Nevertheless, it is mere speculation at this point. In order to change the public opinion about bi- polars, much needs to be done. Despite this, there may still remain some people who discriminate others, regardless of whatever they are told. But in all this, our aim should be to ensure a better future, especially for people with diseases like bi-polar. The road will be an arduous one, but I am sure that in the future, and hopefully by 2020, we may reach a level of understanding where bi-polar is a positive quality rather than a problematic disease.

Kristen Shim

President Bill Clinton once said, “Mental illness is nothing to be ashamed of, but stigma and bias shame us all.” For the 5.7 million Americans living with bipolar disorder, for the millions of undiagnosed people living in third-world countries, and for us as a society at large, this statement unfortunately rings true. To attach stigma, to perceive bipolar disorder as a disgrace and a stain upon society, is to close our minds. To end this process, we must work to educate the public in order to change perceptions and inspire action. I believe that bipolar disorder should be seen not as a restraint, but as a testament to the human capacity to transcend adversity.

It is critical that as a society, we reach out to raise awareness and dispel stereotypes. Bipolar disorder is a mental illness characterized by periods of euphoria followed by periods of depression, which can affect the patients as well as their loved ones. However, with consistent use of medication, patients with bipolar disorder can manage their condition effectively. The notion that such patients are “insane” and “unreliable” is one common but unwarranted stereotype that causes bias and prejudice. This is especially true in developing countries where recognition of the condition is still uncommon. Global campaigns with the cooperation of businesses, governments, and nonprofit organizations can raise awareness about the symptoms of and treatments for bipolar disorder. Such efforts will help us empathize with bipolar disorder patients, allowing us to refrain from judging them. Instead, we will see them as fellow humans who have full right to be treated without bias.
Above all, it is important that we act on our new understanding. By providing opportunities for bipolar disorder patients through employment and social support, we can create a safe, encouraging environment that allows patients to assimilate into society.

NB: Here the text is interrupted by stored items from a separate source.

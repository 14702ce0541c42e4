//! Print through a separate window
//!
//! The target's markup is copied into a fresh, self-contained document
//! with the print stylesheet, printed, and the window is closed again.

use crate::config::PrintConfig;
use crate::dom::{escape_text, Document};
use crate::error::{ExportError, PrintError, Result};
use crate::download::sanitize_filename;
use crate::logging::ExportLogger;
use crate::overlay::{PrintStyleOverlay, PRINT_WINDOW_CSS};
use anyhow::Context;
use async_trait::async_trait;
use serde_json::json;
use std::path::{Path, PathBuf};
use std::sync::Arc;
use uuid::Uuid;

#[async_trait]
pub trait PrintWindow: Send {
    fn write_document(&mut self, html: &str) -> anyhow::Result<()>;

    /// Resolves on the window's load event
    async fn wait_for_load(&mut self) -> anyhow::Result<()>;

    async fn print(&mut self) -> anyhow::Result<()>;

    fn close(&mut self);
}

pub trait PrintHost: Send + Sync {
    /// `None` when the window could not be opened (popup blocked)
    fn open_window(&self, title: &str) -> Option<Box<dyn PrintWindow>>;
}

#[derive(Debug, Clone, Copy, PartialEq, Eq)]
pub struct PrintOutcome {
    /// False when printing went ahead on the fallback timer
    pub load_event_seen: bool,
}

pub struct PrintWindowAdapter {
    host: Arc<dyn PrintHost>,
    config: PrintConfig,
    logger: ExportLogger,
}

impl PrintWindowAdapter {
    pub fn new(host: Arc<dyn PrintHost>, config: PrintConfig) -> Self {
        Self {
            host,
            config,
            logger: ExportLogger::default(),
        }
    }

    pub fn with_logger(mut self, logger: ExportLogger) -> Self {
        self.logger = logger;
        self
    }

    pub async fn print(&self, document: &Document, element_id: &str, title: &str) -> Result<PrintOutcome> {
        let target = document
            .get_element_by_id(element_id)
            .ok_or_else(|| PrintError::TargetMissing(element_id.to_string()))?;

        let mut body = target.clone();
        PrintStyleOverlay::strip_active_content(&mut body);
        let html = print_document(title, &body.inner_html());

        let mut window = self.host.open_window(title).ok_or(PrintError::PopupBlocked)?;
        let result = self.drive(window.as_mut(), &html).await;
        window.close();

        result.map_err(|e| ExportError::Print(PrintError::Failed(format!("{:#}", e))))
    }

    async fn drive(&self, window: &mut dyn PrintWindow, html: &str) -> anyhow::Result<PrintOutcome> {
        window.write_document(html).context("failed to write print document")?;

        let fallback = self.config.load_fallback();
        let load_event_seen = match tokio::time::timeout(fallback, window.wait_for_load()).await {
            Ok(Ok(())) => true,
            Ok(Err(e)) => {
                self.logger.warn(
                    "Print window reported a load error, printing anyway",
                    Some(&json!({ "error": format!("{:#}", e) })),
                );
                false
            }
            Err(_) => {
                self.logger.info(
                    "Print window load event not seen, printing on fallback timer",
                    Some(&json!({ "fallbackMs": fallback.as_millis() as u64 })),
                );
                false
            }
        };

        window.print().await.context("print call failed")?;
        Ok(PrintOutcome { load_event_seen })
    }
}

/// Self-contained HTML document for the print window
pub fn print_document(title: &str, body_html: &str) -> String {
    format!(
        "<!DOCTYPE html>\n<html lang=\"fr\">\n<head>\n<meta charset=\"utf-8\">\n<title>{}</title>\n<style>{}</style>\n</head>\n<body>\n{}\n</body>\n</html>\n",
        escape_text(title),
        PRINT_WINDOW_CSS,
        body_html
    )
}

// ============================================================================
// Spool host
// ============================================================================

/// Prints by spooling the document as an HTML file into a directory.
/// Opening fails (reported as a blocked popup) when the directory cannot
/// be created.
#[derive(Debug, Clone)]
pub struct SpoolPrintHost {
    dir: PathBuf,
}

impl SpoolPrintHost {
    pub fn new(dir: impl Into<PathBuf>) -> Self {
        Self { dir: dir.into() }
    }

    pub fn dir(&self) -> &Path {
        &self.dir
    }
}

impl PrintHost for SpoolPrintHost {
    fn open_window(&self, title: &str) -> Option<Box<dyn PrintWindow>> {
        if let Err(e) = std::fs::create_dir_all(&self.dir) {
            log::warn!("Cannot open spool directory {}: {}", self.dir.display(), e);
            return None;
        }
        let file_name = format!("{}-{}.html", sanitize_filename(title), Uuid::new_v4().simple());
        Some(Box::new(SpoolWindow {
            path: self.dir.join(file_name),
            document: None,
        }))
    }
}

struct SpoolWindow {
    path: PathBuf,
    document: Option<String>,
}

#[async_trait]
impl PrintWindow for SpoolWindow {
    fn write_document(&mut self, html: &str) -> anyhow::Result<()> {
        self.document = Some(html.to_string());
        Ok(())
    }

    async fn wait_for_load(&mut self) -> anyhow::Result<()> {
        // Static markup, loaded as soon as it is written
        Ok(())
    }

    async fn print(&mut self) -> anyhow::Result<()> {
        let html = self
            .document
            .as_deref()
            .context("nothing was written to the print window")?;
        tokio::fs::write(&self.path, html)
            .await
            .with_context(|| format!("failed to spool {}", self.path.display()))?;
        log::info!("Print job spooled to {}", self.path.display());
        Ok(())
    }

    fn close(&mut self) {
        self.document = None;
    }
}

As individuals, we are also responsible for our own behavior toward the people in our community who struggle with bipolar disorder. Befriending and supporting these people will allow us to rise and strip away the stigma caused by stereotyping bipolar patients. With continuous effort, our understanding of bipolar disorder in 2020 will be very different from our perception of it today. Then, we will see the friend behind the name.